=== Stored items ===
________________________
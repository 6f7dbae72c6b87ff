//! Database operations for the catalog store

use super::error::StoreError;
use super::schema;
use super::{CatalogRecord, CatalogStore, StoredCatalog};
use libsql::{params, Connection, Row, Rows};
use tracing::{debug, instrument};

/// Catalog database backed by a libsql connection
#[derive(Clone)]
pub struct Database {
    conn: Connection,
}

impl Database {
    /// Create a new database manager
    #[instrument(skip(conn))]
    pub async fn new(conn: Connection) -> Result<Self, StoreError> {
        schema::initialize_schema(&conn).await?;

        Ok(Self { conn })
    }

    /// Create a new database manager from a path
    pub async fn new_from_path(path: &str) -> Result<Self, StoreError> {
        let db = libsql::Builder::new_local(path)
            .build()
            .await
            .map_err(|e| StoreError::Connection(format!("Failed to open database: {}", e)))?;

        let conn = db
            .connect()
            .map_err(|e| StoreError::Connection(format!("Failed to connect to database: {}", e)))?;

        Self::new(conn).await
    }

    /// Execute a custom query with parameters
    pub async fn execute_query<P>(&self, sql: &str, params: P) -> Result<Rows, StoreError>
    where
        P: libsql::params::IntoParams,
    {
        self.conn
            .query(sql, params)
            .await
            .map_err(|e| StoreError::Query(format!("Failed to execute query: {}", e)))
    }

    /// Insert or replace the catalog for a category
    #[instrument(skip(self, record), fields(category = %record.category, products = record.products.len()))]
    pub async fn save_catalog(&self, record: &CatalogRecord) -> Result<StoredCatalog, StoreError> {
        let schema_json = serde_json::to_string(&record.schema)?;
        let products_json = serde_json::to_string(&record.products)?;
        let now = chrono::Utc::now().timestamp();

        self.conn
            .execute(
                "INSERT INTO catalogs (category, schema_json, products_json, created_at)
                 VALUES (?, ?, ?, ?)
                 ON CONFLICT(category) DO UPDATE SET
                 schema_json = excluded.schema_json,
                 products_json = excluded.products_json,
                 created_at = excluded.created_at",
                params![record.category.clone(), schema_json, products_json, now],
            )
            .await
            .map_err(|e| StoreError::Query(format!("Failed to save catalog: {}", e)))?;
        debug!("Catalog saved");

        self.get_catalog(&record.category).await?.ok_or_else(|| {
            StoreError::Data(format!("Catalog '{}' missing after save", record.category))
        })
    }

    /// Get the catalog stored for a category
    pub async fn get_catalog(&self, category: &str) -> Result<Option<StoredCatalog>, StoreError> {
        let mut rows = self
            .conn
            .query(
                "SELECT id, category, schema_json, products_json, created_at
             FROM catalogs
             WHERE category = ?",
                params![category],
            )
            .await
            .map_err(|e| StoreError::Query(format!("Failed to get catalog: {}", e)))?;

        match rows.next().await {
            Ok(Some(row)) => Ok(Some(row_to_catalog(&row)?)),
            Ok(None) => Ok(None),
            Err(e) => Err(StoreError::Data(format!("Failed to get catalog: {}", e))),
        }
    }

    /// All stored catalogs, oldest first
    #[instrument(skip(self))]
    pub async fn list_catalogs(&self) -> Result<Vec<StoredCatalog>, StoreError> {
        let mut rows = self
            .conn
            .query(
                "SELECT id, category, schema_json, products_json, created_at
             FROM catalogs
             ORDER BY id",
                params![],
            )
            .await
            .map_err(|e| StoreError::Query(format!("Failed to list catalogs: {}", e)))?;

        let mut catalogs = Vec::new();
        while let Some(row) = rows
            .next()
            .await
            .map_err(|e| StoreError::Data(format!("Failed to read catalog row: {}", e)))?
        {
            catalogs.push(row_to_catalog(&row)?);
        }

        Ok(catalogs)
    }
}

impl CatalogStore for Database {
    async fn save(&self, record: &CatalogRecord) -> Result<StoredCatalog, StoreError> {
        self.save_catalog(record).await
    }
}

/// Convert a database row to a StoredCatalog
fn row_to_catalog(row: &Row) -> Result<StoredCatalog, StoreError> {
    let schema_json: String = row
        .get(2)
        .map_err(|e| StoreError::Data(format!("Failed to get schema_json: {}", e)))?;
    let products_json: String = row
        .get(3)
        .map_err(|e| StoreError::Data(format!("Failed to get products_json: {}", e)))?;

    Ok(StoredCatalog {
        id: row
            .get(0)
            .map_err(|e| StoreError::Data(format!("Failed to get id: {}", e)))?,
        category: row
            .get(1)
            .map_err(|e| StoreError::Data(format!("Failed to get category: {}", e)))?,
        schema: serde_json::from_str(&schema_json)?,
        products: serde_json::from_str(&products_json)?,
        created_at: row
            .get(4)
            .map_err(|e| StoreError::Data(format!("Failed to get created_at: {}", e)))?,
    })
}

#[cfg(test)]
mod tests {
    use super::*;
    use serde_json::{json, Map, Value};

    use tempfile::tempdir;

    async fn setup_test_db() -> Result<(Database, tempfile::TempDir), StoreError> {
        let temp_dir = tempdir().unwrap();
        let db_path = temp_dir
            .path()
            .join("test.db")
            .to_string_lossy()
            .to_string();

        let db = Database::new_from_path(&db_path).await?;

        Ok((db, temp_dir))
    }

    fn product(name: &str, size: &str) -> Map<String, Value> {
        json!({"name": name, "size": size})
            .as_object()
            .cloned()
            .unwrap()
    }

    fn record(category: &str, products: Vec<Map<String, Value>>) -> CatalogRecord {
        CatalogRecord {
            category: category.to_string(),
            schema: vec!["name".to_string(), "size".to_string()],
            products,
        }
    }

    #[tokio::test]
    async fn test_database_initialization() {
        let (db, _temp_dir) = setup_test_db().await.unwrap();

        let mut result = db
            .execute_query(
                "SELECT name FROM sqlite_master WHERE type='table' AND name = 'catalogs'",
                params![],
            )
            .await
            .unwrap();

        let row = result.next().await.unwrap().unwrap();
        let table_name: String = row.get(0).unwrap();
        assert_eq!(table_name, "catalogs");
    }

    #[tokio::test]
    async fn test_save_and_get_catalog() {
        let (db, _temp_dir) = setup_test_db().await.unwrap();

        let stored = db
            .save_catalog(&record("Concrete blocks", vec![product("Hollow block", "8 in")]))
            .await
            .unwrap();

        assert_eq!(stored.category, "Concrete blocks");
        assert_eq!(stored.schema, vec!["name", "size"]);
        assert_eq!(stored.products[0]["size"], "8 in");
        assert!(stored.created_at > 0);

        let fetched = db.get_catalog("Concrete blocks").await.unwrap().unwrap();
        assert_eq!(fetched, stored);
        assert!(db.get_catalog("Rebar").await.unwrap().is_none());
    }

    #[tokio::test]
    async fn test_save_replaces_existing_category() {
        let (db, _temp_dir) = setup_test_db().await.unwrap();

        let first = db
            .save_catalog(&record("Concrete blocks", vec![product("Hollow block", "8 in")]))
            .await
            .unwrap();
        let second = db
            .save_catalog(&record(
                "Concrete blocks",
                vec![product("Solid block", "6 in"), product("Paver", "4 in")],
            ))
            .await
            .unwrap();

        assert_eq!(first.id, second.id);
        let all = db.list_catalogs().await.unwrap();
        assert_eq!(all.len(), 1);
        assert_eq!(all[0].products.len(), 2);
        assert_eq!(all[0].products[0]["name"], "Solid block");
    }

    #[tokio::test]
    async fn test_list_catalogs_in_insertion_order() {
        let (db, _temp_dir) = setup_test_db().await.unwrap();

        db.save(&record("Rebar", vec![])).await.unwrap();
        db.save(&record("Cement", vec![])).await.unwrap();

        let categories: Vec<String> = db
            .list_catalogs()
            .await
            .unwrap()
            .into_iter()
            .map(|c| c.category)
            .collect();
        assert_eq!(categories, vec!["Rebar", "Cement"]);
    }
}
________________________
=== Your goal ===
Nothing but a number should be given: how many lines in the records hold the word "libsql".

=== Answer to the exercise ===
4